## REQUIRED ACTION
Go through the data line by line. Copy each one holding the string "Hello".

Stored data
--------

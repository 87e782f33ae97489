//! Lenient HTML-ish markup parsing on top of quick-xml.
//!
//! Templates are HTML fragments rather than XML documents, so the reader is
//! configured to tolerate what HTML allows:
//!
//! - void elements (`<br>`, `<input>`) need no closing tag
//! - attributes may be unquoted or valueless (`<span #display>`)
//! - unmatched closing tags are dropped, unclosed elements end at EOF
//! - a bare `&` that is not an entity is kept verbatim
//! - `<`, `>` and `&` inside a `{{ … }}` span of text are literal, so
//!   `{{ this.a < 3 }}` reaches the text node unchanged
//!
//! Directive attribute names (`@click`, `:class`, `*if`, `#ref`) are ordinary
//! attribute names at this level.

use std::borrow::Cow;

use quick_xml::events::{BytesStart, Event};
use quick_xml::Reader;

use crate::dom::{Dom, NodeId};
use crate::error::{MarkupError, Result};

/// Elements that never have children or a closing tag.
pub const VOID_ELEMENTS: &[&str] = &[
    "area", "base", "br", "col", "embed", "hr", "img", "input", "link", "meta", "source", "track",
    "wbr",
];

pub fn is_void_element(tag: &str) -> bool {
    VOID_ELEMENTS.contains(&tag)
}

/// Parses `markup` into a fresh arena, returning it with the fragment root.
///
/// # Example
///
/// ```rust
/// use enso_markup::parse;
///
/// let (dom, root) = parse("<p>Hello <b>world</b></p>").unwrap();
/// assert_eq!(dom.text_content(root), "Hello world");
/// ```
pub fn parse(markup: &str) -> Result<(Dom, NodeId)> {
    let mut dom = Dom::new();
    let root = dom.parse_fragment(markup)?;
    Ok((dom, root))
}

impl Dom {
    /// Parses `markup` into a new detached fragment of this arena.
    pub fn parse_fragment(&mut self, markup: &str) -> Result<NodeId> {
        let markup = protect_interpolations(markup);
        let mut reader = Reader::from_str(&markup);
        reader.config_mut().trim_text(false);
        reader.config_mut().check_end_names = false;
        reader.config_mut().allow_unmatched_ends = true;

        let root = self.create_fragment();
        // Open elements, innermost last. The fragment root is never popped.
        let mut open: Vec<(NodeId, String)> = vec![(root, String::new())];

        loop {
            let position = reader.buffer_position() as u64;
            let event = reader.read_event().map_err(|e| MarkupError::Syntax {
                position,
                message: e.to_string(),
            })?;
            let parent = open.last().map(|(id, _)| *id).unwrap_or(root);

            match event {
                Event::Start(start) => {
                    let (element, tag) = self.element_from(&start, position)?;
                    self.append_child(parent, element);
                    if !is_void_element(&tag) {
                        open.push((element, tag));
                    }
                }
                Event::Empty(start) => {
                    let (element, _) = self.element_from(&start, position)?;
                    self.append_child(parent, element);
                }
                Event::End(end) => {
                    let tag = String::from_utf8_lossy(end.name().as_ref()).to_ascii_lowercase();
                    if let Some(depth) = open.iter().rposition(|(_, open_tag)| *open_tag == tag) {
                        if depth > 0 {
                            open.truncate(depth);
                        }
                    }
                }
                Event::Text(text) => {
                    let content = text
                        .unescape()
                        .map(Cow::into_owned)
                        .unwrap_or_else(|_| unescape_lenient(&String::from_utf8_lossy(&text)));
                    if !content.is_empty() {
                        let node = self.create_text(content);
                        self.append_child(parent, node);
                    }
                }
                Event::CData(data) => {
                    let node = self.create_text(String::from_utf8_lossy(&data).into_owned());
                    self.append_child(parent, node);
                }
                Event::Comment(comment) => {
                    let node = self.create_comment(String::from_utf8_lossy(&comment).into_owned());
                    self.append_child(parent, node);
                }
                Event::Eof => break,
                Event::Decl(_) | Event::PI(_) | Event::DocType(_) => {}
            }
        }

        Ok(root)
    }

    fn element_from(&mut self, start: &BytesStart<'_>, position: u64) -> Result<(NodeId, String)> {
        let tag = String::from_utf8_lossy(start.name().as_ref()).to_ascii_lowercase();
        let element = self.create_element(&tag);

        for attribute in start.html_attributes() {
            let attribute = attribute.map_err(|e| MarkupError::Attribute {
                position,
                message: e.to_string(),
            })?;
            let name = String::from_utf8_lossy(attribute.key.as_ref()).into_owned();
            let value = attribute
                .unescape_value()
                .map(Cow::into_owned)
                .unwrap_or_else(|_| String::from_utf8_lossy(&attribute.value).into_owned());
            self.set_attribute(element, &name, value);
        }

        Ok((element, tag))
    }
}

/// Escapes markup characters inside `{{ … }}` spans that appear in text.
///
/// Tags, attribute values and comments are copied as they are; quick-xml
/// already treats quoted attribute values as opaque.
fn protect_interpolations(markup: &str) -> Cow<'_, str> {
    if !markup.contains("{{") {
        return Cow::Borrowed(markup);
    }

    let mut out = String::with_capacity(markup.len() + 16);
    let mut rest = markup;
    while !rest.is_empty() {
        if let Some(after) = rest.strip_prefix("<!--") {
            let end = after.find("-->").map_or(after.len(), |i| i + 3);
            out.push_str("<!--");
            out.push_str(&after[..end]);
            rest = &after[end..];
        } else if rest.starts_with('<') {
            let end = tag_end(rest);
            out.push_str(&rest[..end]);
            rest = &rest[end..];
        } else if let Some(after) = rest.strip_prefix("{{") {
            let Some(close) = after.find("}}") else {
                out.push_str(rest);
                break;
            };
            out.push_str("{{");
            for c in after[..close].chars() {
                match c {
                    '<' => out.push_str("&lt;"),
                    '>' => out.push_str("&gt;"),
                    '&' => out.push_str("&amp;"),
                    _ => out.push(c),
                }
            }
            out.push_str("}}");
            rest = &after[close + 2..];
        } else {
            let first = rest.chars().next().map_or(1, char::len_utf8);
            let next = rest[first..]
                .find(['<', '{'])
                .map_or(rest.len(), |i| i + first);
            out.push_str(&rest[..next]);
            rest = &rest[next..];
        }
    }
    Cow::Owned(out)
}

/// Byte length of the tag starting at the front of `input`, up to and
/// including the first `>` outside quotes.
fn tag_end(input: &str) -> usize {
    let mut quote = None;
    for (i, c) in input.char_indices().skip(1) {
        match (quote, c) {
            (Some(q), c) if c == q => quote = None,
            (Some(_), _) => {}
            (None, '"' | '\'') => quote = Some(c),
            (None, '>') => return i + 1,
            (None, _) => {}
        }
    }
    input.len()
}

/// Decodes the predefined entities and leaves anything else as written.
fn unescape_lenient(raw: &str) -> String {
    raw.replace("&lt;", "<")
        .replace("&gt;", ">")
        .replace("&quot;", "\"")
        .replace("&apos;", "'")
        .replace("&amp;", "&")
}

#[cfg(test)]
mod tests {
    use super::*;
    use crate::dom::NodeData;

    #[test]
    fn test_parse_nested_elements() {
        let (dom, root) = parse("<div><span>hi</span><p>there</p></div>").unwrap();
        let div = dom.children(root)[0];
        assert_eq!(dom.tag(div), Some("div"));
        assert_eq!(dom.children(div).len(), 2);
        assert_eq!(dom.text_content(div), "hithere");
    }

    #[test]
    fn test_parse_keeps_whitespace_text() {
        let (dom, root) = parse("<a> </a>\n<b></b>").unwrap();
        assert_eq!(dom.children(root).len(), 3);
        assert_eq!(dom.text(dom.children(root)[1]), Some("\n"));
    }

    #[test]
    fn test_parse_directive_attributes() {
        let (dom, root) =
            parse(r#"<button #btn @click="()=>this.count++" :class="{{ this.cls }}">x</button>"#)
                .unwrap();
        let button = dom.children(root)[0];
        assert_eq!(dom.attribute(button, "#btn"), Some(""));
        assert_eq!(dom.attribute(button, "@click"), Some("()=>this.count++"));
        assert_eq!(dom.attribute(button, ":class"), Some("{{ this.cls }}"));
    }

    #[test]
    fn test_parse_void_elements_without_close() {
        let (dom, root) = parse("<p>a<br>b</p>").unwrap();
        let p = dom.children(root)[0];
        assert_eq!(dom.children(p).len(), 3);
        assert_eq!(dom.text_content(p), "ab");
    }

    #[test]
    fn test_parse_unmatched_end_is_dropped() {
        let (dom, root) = parse("<p>a</span>b</p>").unwrap();
        let p = dom.children(root)[0];
        assert_eq!(dom.text_content(p), "ab");
    }

    #[test]
    fn test_parse_unclosed_elements_end_at_eof() {
        let (dom, root) = parse("<div><p>open").unwrap();
        assert_eq!(dom.text_content(root), "open");
    }

    #[test]
    fn test_parse_comments() {
        let (dom, root) = parse("<!-- note --><i></i>").unwrap();
        assert_eq!(dom.data(dom.children(root)[0]), &NodeData::Comment(" note ".into()));
    }

    #[test]
    fn test_parse_comparison_inside_interpolation() {
        let (dom, root) = parse("<p>{{ this.a < 3 }}</p><i>{{ b > 1 && c }}</i>").unwrap();
        assert_eq!(dom.children(root).len(), 2);
        let p = dom.children(root)[0];
        assert_eq!(dom.children(p).len(), 1);
        assert_eq!(dom.text_content(p), "{{ this.a < 3 }}");
        assert_eq!(dom.text_content(dom.children(root)[1]), "{{ b > 1 && c }}");
    }

    #[test]
    fn test_interpolation_next_to_bare_ampersand() {
        let (dom, root) = parse("<p>a & b: {{ x < y }}</p>").unwrap();
        assert_eq!(dom.text_content(root), "a & b: {{ x < y }}");
    }

    #[test]
    fn test_quoted_attribute_values_left_alone() {
        let (dom, root) =
            parse(r#"<b @click="()=>this.n++" title="{{ a > b }}">{{ n >= 2 }}</b>"#).unwrap();
        let b = dom.children(root)[0];
        assert_eq!(dom.attribute(b, "@click"), Some("()=>this.n++"));
        assert_eq!(dom.attribute(b, "title"), Some("{{ a > b }}"));
        assert_eq!(dom.text_content(b), "{{ n >= 2 }}");
    }

    #[test]
    fn test_parse_entities() {
        let (dom, root) = parse("<p>a &amp; b</p>").unwrap();
        assert_eq!(dom.text_content(root), "a & b");
    }
}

--------

## EXERCISE ANSWER
/// let (dom, root) = parse("<p>Hello <b>world</b></p>").unwrap();
/// assert_eq!(dom.text_content(root), "Hello world");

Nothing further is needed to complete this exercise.